Exercise:
Each line in the entries that has the word "must" has to be copied.

Stored items:
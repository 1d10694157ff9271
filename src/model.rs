use anyhow::{bail, Context, Result};
use parking_lot::RwLock;
use serde::Deserialize;
use std::{
    fs,
    path::{Path, PathBuf},
    sync::Arc,
};

use crate::error::ModelError;
use crate::types::FEATURE_NAMES;

/// A trained regression function. Implementations are immutable after load,
/// so one handle can serve any number of concurrent requests.
pub trait Regressor: Send + Sync {
    /// One output per input row.
    fn predict(&self, batch: &[Vec<f64>]) -> Result<Vec<f64>>;

    /// Expected row width, if the artifact records it.
    fn input_dim(&self) -> Option<usize> {
        None
    }
}

// ---------- Linear backend ----------

#[derive(Debug, Clone, Deserialize)]
pub struct LinearModel {
    pub coefficients: Vec<f64>,
    pub intercept: f64,
    #[serde(default)]
    pub feature_names: Vec<String>,
}

impl LinearModel {
    pub fn from_path(path: &Path) -> Result<Self> {
        let txt = fs::read_to_string(path)
            .with_context(|| format!("failed to read model at {}", path.display()))?;
        Self::from_json(&txt).with_context(|| format!("failed to parse {}", path.display()))
    }

    pub fn from_json(txt: &str) -> Result<Self> {
        let model: LinearModel = serde_json::from_str(txt)?;
        if model.coefficients.is_empty() {
            bail!("model has no coefficients");
        }
        if !model.feature_names.is_empty() && model.feature_names.len() != model.coefficients.len()
        {
            bail!(
                "feature_names has {} entries but there are {} coefficients",
                model.feature_names.len(),
                model.coefficients.len()
            );
        }
        // Coefficients are applied positionally, so recorded names must match
        // the order the service assembles.
        if !model.feature_names.is_empty() && model.feature_names != FEATURE_NAMES {
            bail!(
                "model was trained on features [{}] but the service sends [{}]",
                model.feature_names.join(", "),
                FEATURE_NAMES.join(", ")
            );
        }
        Ok(model)
    }
}

impl Regressor for LinearModel {
    fn predict(&self, batch: &[Vec<f64>]) -> Result<Vec<f64>> {
        batch
            .iter()
            .map(|row| {
                if row.len() != self.coefficients.len() {
                    bail!(
                        "feature length mismatch: got {}, expected {}",
                        row.len(),
                        self.coefficients.len()
                    );
                }
                Ok(self.intercept
                    + row
                        .iter()
                        .zip(&self.coefficients)
                        .map(|(x, w)| x * w)
                        .sum::<f64>())
            })
            .collect()
    }

    fn input_dim(&self) -> Option<usize> {
        Some(self.coefficients.len())
    }
}

// ---------- TorchScript backend ----------

#[cfg(feature = "torch")]
pub use torch::TorchScriptModel;

#[cfg(feature = "torch")]
mod torch {
    use super::Regressor;
    use anyhow::{Context, Result};
    use parking_lot::Mutex;
    use std::path::Path;
    use tch::{kind::Kind, CModule, Device, Tensor};

    pub struct TorchScriptModel {
        model: Mutex<CModule>,
        device: Device,
    }

    impl TorchScriptModel {
        pub fn load(path: &Path) -> Result<Self> {
            let device = Device::Cpu;
            let model = CModule::load_on_device(path, device)
                .with_context(|| format!("failed to load TorchScript {}", path.display()))?;
            Ok(Self {
                model: Mutex::new(model),
                device,
            })
        }
    }

    impl Regressor for TorchScriptModel {
        fn predict(&self, batch: &[Vec<f64>]) -> Result<Vec<f64>> {
            let rows = batch.len() as i64;
            let cols = batch.first().map_or(0, Vec::len) as i64;
            let flat: Vec<f32> = batch.iter().flatten().map(|&x| x as f32).collect();

            let input = Tensor::from_slice(&flat)
                .reshape([rows, cols])
                .to_device(self.device);

            // Forward: [B] or [B, 1]
            let out = self.model.lock().forward_ts(&[input])?;
            let out = out.to_kind(Kind::Double).reshape([-1]);
            Ok(Vec::<f64>::try_from(&out)?)
        }
    }
}

// ---------- Loading ----------

/// Load a model, picking the backend from the file extension.
pub fn load_model(path: &Path) -> Result<Arc<dyn Regressor>, ModelError> {
    if !path.exists() {
        return Err(ModelError::Unavailable(path.to_path_buf()));
    }
    let ext = path
        .extension()
        .and_then(|e| e.to_str())
        .map(str::to_ascii_lowercase);
    match ext.as_deref() {
        Some("json") => Ok(Arc::new(LinearModel::from_path(path)?)),
        #[cfg(feature = "torch")]
        Some("pt") | Some("ts") => Ok(Arc::new(TorchScriptModel::load(path)?)),
        _ => Err(ModelError::UnsupportedFormat(path.to_path_buf())),
    }
}

/// Where a [`ModelStore`] gets its model from.
pub trait ModelSource: Send + Sync {
    fn load(&self) -> Result<Arc<dyn Regressor>, ModelError>;
    fn describe(&self) -> String;
}

pub struct FileSource {
    path: PathBuf,
}

impl FileSource {
    pub fn new(path: impl Into<PathBuf>) -> Self {
        Self { path: path.into() }
    }
}

impl ModelSource for FileSource {
    fn load(&self) -> Result<Arc<dyn Regressor>, ModelError> {
        load_model(&self.path)
    }

    fn describe(&self) -> String {
        self.path.display().to_string()
    }
}

/// Lazily loaded, process-wide model handle.
///
/// The first successful load is cached. While the artifact is missing every
/// lookup retries the load, so a model dropped in later is picked up without
/// a restart. `reload` swaps the cached handle under the write lock;
/// predictions already holding an `Arc` finish on the old model.
pub struct ModelStore {
    source: Box<dyn ModelSource>,
    slot: RwLock<Option<Arc<dyn Regressor>>>,
}

impl ModelStore {
    pub fn new(source: impl ModelSource + 'static) -> Self {
        Self {
            source: Box::new(source),
            slot: RwLock::new(None),
        }
    }

    pub fn from_path(path: impl Into<PathBuf>) -> Self {
        Self::new(FileSource::new(path))
    }

    pub fn get(&self) -> Result<Arc<dyn Regressor>, ModelError> {
        if let Some(model) = self.slot.read().as_ref() {
            return Ok(Arc::clone(model));
        }
        let mut slot = self.slot.write();
        if let Some(model) = slot.as_ref() {
            return Ok(Arc::clone(model));
        }
        let model = self.source.load()?;
        tracing::info!(
            "loaded model from {}; input_dim={:?}",
            self.source.describe(),
            model.input_dim()
        );
        *slot = Some(Arc::clone(&model));
        Ok(model)
    }

    pub fn reload(&self) -> Result<(), ModelError> {
        let model = self.source.load()?;
        *self.slot.write() = Some(model);
        tracing::info!("reloaded model from {}", self.source.describe());
        Ok(())
    }

    pub fn is_loaded(&self) -> bool {
        self.slot.read().is_some()
    }
}
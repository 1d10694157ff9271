use std::path::PathBuf;

use thiserror::Error;

#[derive(Debug, Error)]
pub enum ModelError {
    #[error("model file {0} not found")]
    Unavailable(PathBuf),
    #[error("unsupported model format: {0}")]
    UnsupportedFormat(PathBuf),
    #[error("feature length mismatch: got {got}, expected {expected}")]
    ShapeMismatch { got: usize, expected: usize },
    #[error("model returned no output")]
    EmptyOutput,
    #[error("model output {0} has no integer prediction")]
    NonFinite(f64),
    #[error(transparent)]
    Backend(#[from] anyhow::Error),
}

#[derive(Debug, Error)]
pub enum PredictError {
    #[error("field {field} is not a valid number")]
    InvalidNumber { field: &'static str },
    #[error("input rejected by validator")]
    Rejected,
    #[error("division by zero: dew point temperature times hour is zero")]
    DivisionByZero,
    #[error("model not available at {0}")]
    ModelUnavailable(PathBuf),
    #[error("model error: {0}")]
    Model(ModelError),
}

impl From<ModelError> for PredictError {
    fn from(value: ModelError) -> Self {
        match value {
            ModelError::Unavailable(path) => PredictError::ModelUnavailable(path),
            other => PredictError::Model(other),
        }
    }
}

impl PredictError {
    /// Flash message shown to the user. Internal detail stays in the log.
    pub fn user_message(&self) -> &'static str {
        match self {
            PredictError::InvalidNumber { .. } | PredictError::Rejected => {
                "Please enter valid numbers"
            }
            PredictError::DivisionByZero => {
                "Invalid input: dew point temperature and hour must both be non-zero"
            }
            PredictError::ModelUnavailable(_) => "Model not available",
            PredictError::Model(_) => "Prediction failed, please try again",
        }
    }
}

#[derive(Debug, Error)]
pub enum ConfigError {
    #[error("{var} has invalid value {value:?}: {reason}")]
    Invalid {
        var: &'static str,
        value: String,
        reason: String,
    },
}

Written solution:
        // Coefficients are applied positionally, so recorded names must match
                "Invalid input: dew point temperature and hour must both be non-zero"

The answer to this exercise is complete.